Top of EXCERPTED DATA

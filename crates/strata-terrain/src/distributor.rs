//! Layered rule-based biome/region classification.
//!
//! A dimension's spatial layout is a tree of [`Region`]s terminating in
//! biomes. Classification walks the tree depth-first: at every level the
//! region's local noise layers are sampled into the tag context, child rules
//! are tried in declared order (first match wins), and the matched rule's
//! modifier chain reduces the running blend strength. Rule ordering is part
//! of the configuration contract; there is no best-match scoring.

mod context;
mod modifier;
mod region;
mod requirement;

pub use context::NoiseContext;
pub use modifier::Modifier;
pub use region::{Region, RegionId, Rule};
pub use requirement::Requirement;

use std::sync::Arc;

use strata_voxel::BiomeId;

use crate::biome::BiomeRegistry;
use crate::noise::NoiseInstance;

/// Errors surfaced during classification. All of these are configuration
/// bugs, not recoverable runtime conditions; they abort the chunk that
/// triggered them.
#[derive(Debug, thiserror::Error)]
pub enum ClassifyError {
    /// A requirement or modifier referenced a noise tag absent from the
    /// context at its level.
    #[error("noise tag '{tag}' missing from context in region '{region}'")]
    UnknownNoiseTag { tag: String, region: String },
    /// No rule matched and the region declares no fallback.
    #[error("region '{region}' matched no rule and has no fallback")]
    MissingFallback { region: String },
    /// Region nesting exceeded the number of known regions, which is only
    /// possible if the configured graph is not a tree.
    #[error("region nesting exceeded {limit} levels; region graph is not a tree")]
    DepthExceeded { limit: usize },
}

impl ClassifyError {
    /// Fills in the region diagnostic on tag errors raised below the
    /// distributor (requirements and modifiers do not know their region).
    fn in_region(self, name: &str) -> Self {
        match self {
            Self::UnknownNoiseTag { tag, region } if region.is_empty() => {
                Self::UnknownNoiseTag {
                    tag,
                    region: name.to_owned(),
                }
            }
            other => other,
        }
    }
}

/// The result of classifying one world coordinate.
#[derive(Clone, Copy, Debug, PartialEq)]
pub struct Classification {
    /// The resolved biome.
    pub biome: BiomeId,
    /// Blend strength in `[0.0, 1.0]`, rounded to the biome's precision.
    pub strength: f64,
}

/// Classifies world coordinates into biomes using the configured region tree.
///
/// Usable standalone (e.g. by a map renderer) without running full chunk
/// generation.
#[derive(Debug)]
pub struct Distributor {
    regions: Vec<Region>,
    root: RegionId,
    global_noise: Vec<(String, NoiseInstance)>,
    biomes: Arc<BiomeRegistry>,
}

impl Distributor {
    /// Creates a distributor over a linked region arena.
    ///
    /// `regions` is the arena all [`RegionId`]s index into; `root` is the
    /// dimension-level region classification starts from.
    pub fn new(
        regions: Vec<Region>,
        root: RegionId,
        global_noise: Vec<(String, NoiseInstance)>,
        biomes: Arc<BiomeRegistry>,
    ) -> Self {
        Self {
            regions,
            root,
            global_noise,
            biomes,
        }
    }

    /// The biome registry classifications resolve against.
    pub fn biomes(&self) -> &BiomeRegistry {
        &self.biomes
    }

    /// Returns the region for an id.
    ///
    /// # Panics
    ///
    /// Panics if `id` is outside the arena.
    pub fn region(&self, id: RegionId) -> &Region {
        &self.regions[id.0 as usize]
    }

    /// Classifies a surface coordinate (2D biome layouts).
    pub fn classify(&self, x: f64, z: f64) -> Result<Classification, ClassifyError> {
        self.classify_at(x, None, z)
    }

    /// Classifies a full 3D coordinate (volumetric biome layouts).
    pub fn classify_3d(&self, x: f64, y: f64, z: f64) -> Result<Classification, ClassifyError> {
        self.classify_at(x, Some(y), z)
    }

    fn classify_at(
        &self,
        x: f64,
        y: Option<f64>,
        z: f64,
    ) -> Result<Classification, ClassifyError> {
        let mut ctx = NoiseContext::new();
        sample_layers(&mut ctx, &self.global_noise, x, y, z);

        let mut current = self.root;
        let mut strength = 1.0_f64;
        // A tree never revisits a region, so a walk longer than the arena
        // means the configuration contains a cycle.
        let limit = self.regions.len() + 1;

        for _ in 0..limit {
            let region = &self.regions[current.0 as usize];
            sample_layers(&mut ctx, &region.noise_layers, x, y, z);

            if let Some(rule) = first_match(&region.region_rules, &ctx, strength)
                .map_err(|e| e.in_region(&region.name))?
            {
                strength = apply_modifiers(rule, region, strength, &ctx)
                    .map_err(|e| e.in_region(&region.name))?;
                current = rule.target;
                continue;
            }

            if let Some(fallback) = region.fallback_region {
                current = fallback;
                continue;
            }

            if let Some(rule) = first_match(&region.biome_rules, &ctx, strength)
                .map_err(|e| e.in_region(&region.name))?
            {
                strength = apply_modifiers(rule, region, strength, &ctx)
                    .map_err(|e| e.in_region(&region.name))?;
                return Ok(self.resolve(rule.target, strength));
            }

            if let Some(biome) = region.fallback_biome {
                // Fallback selection has no rule target; the region's own
                // precision applies.
                return Ok(Classification {
                    biome,
                    strength: round_strength(strength, region.strength_precision),
                });
            }

            return Err(ClassifyError::MissingFallback {
                region: region.name.clone(),
            });
        }

        Err(ClassifyError::DepthExceeded { limit })
    }

    fn resolve(&self, biome: BiomeId, strength: f64) -> Classification {
        let precision = self.biomes.get(biome).strength_precision;
        Classification {
            biome,
            strength: round_strength(strength, precision),
        }
    }
}

/// Rounds a strength to the target's configured precision.
pub(crate) fn round_strength(strength: f64, precision: f64) -> f64 {
    if precision <= 0.0 {
        return strength;
    }
    (strength * precision).round() / precision
}

fn sample_layers(
    ctx: &mut NoiseContext,
    layers: &[(String, NoiseInstance)],
    x: f64,
    y: Option<f64>,
    z: f64,
) {
    for (tag, noise) in layers {
        let value = match y {
            Some(y) => noise.sample_3d(x, y, z),
            None => noise.sample_2d(x, z),
        };
        ctx.set(tag, value);
    }
}

/// Returns the first rule whose requirements are all satisfied, in declared
/// order.
fn first_match<'a, T>(
    rules: &'a [Rule<T>],
    ctx: &NoiseContext,
    strength: f64,
) -> Result<Option<&'a Rule<T>>, ClassifyError> {
    for rule in rules {
        let mut all = true;
        for req in &rule.requirements {
            if !req.satisfied(ctx, strength)? {
                all = false;
                break;
            }
        }
        if all {
            return Ok(Some(rule));
        }
    }
    Ok(None)
}

fn apply_modifiers<T>(
    rule: &Rule<T>,
    region: &Region,
    strength: f64,
    ctx: &NoiseContext,
) -> Result<f64, ClassifyError> {
    let mut strength = strength;
    if rule.use_default_modifiers {
        for modifier in &region.default_modifiers {
            strength = modifier.apply(strength, ctx)?;
        }
    }
    for modifier in &rule.modifiers {
        strength = modifier.apply(strength, ctx)?;
    }
    Ok(strength)
}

Bottom of EXCERPTED DATA

[WHAT YOU NEED TO DO]: Pick each line holding the word "world" out of the listing.

[RESULT OF THE EXERCISE]:
/// The result of classifying one world coordinate.
/// Classifies world coordinates into biomes using the configured region tree.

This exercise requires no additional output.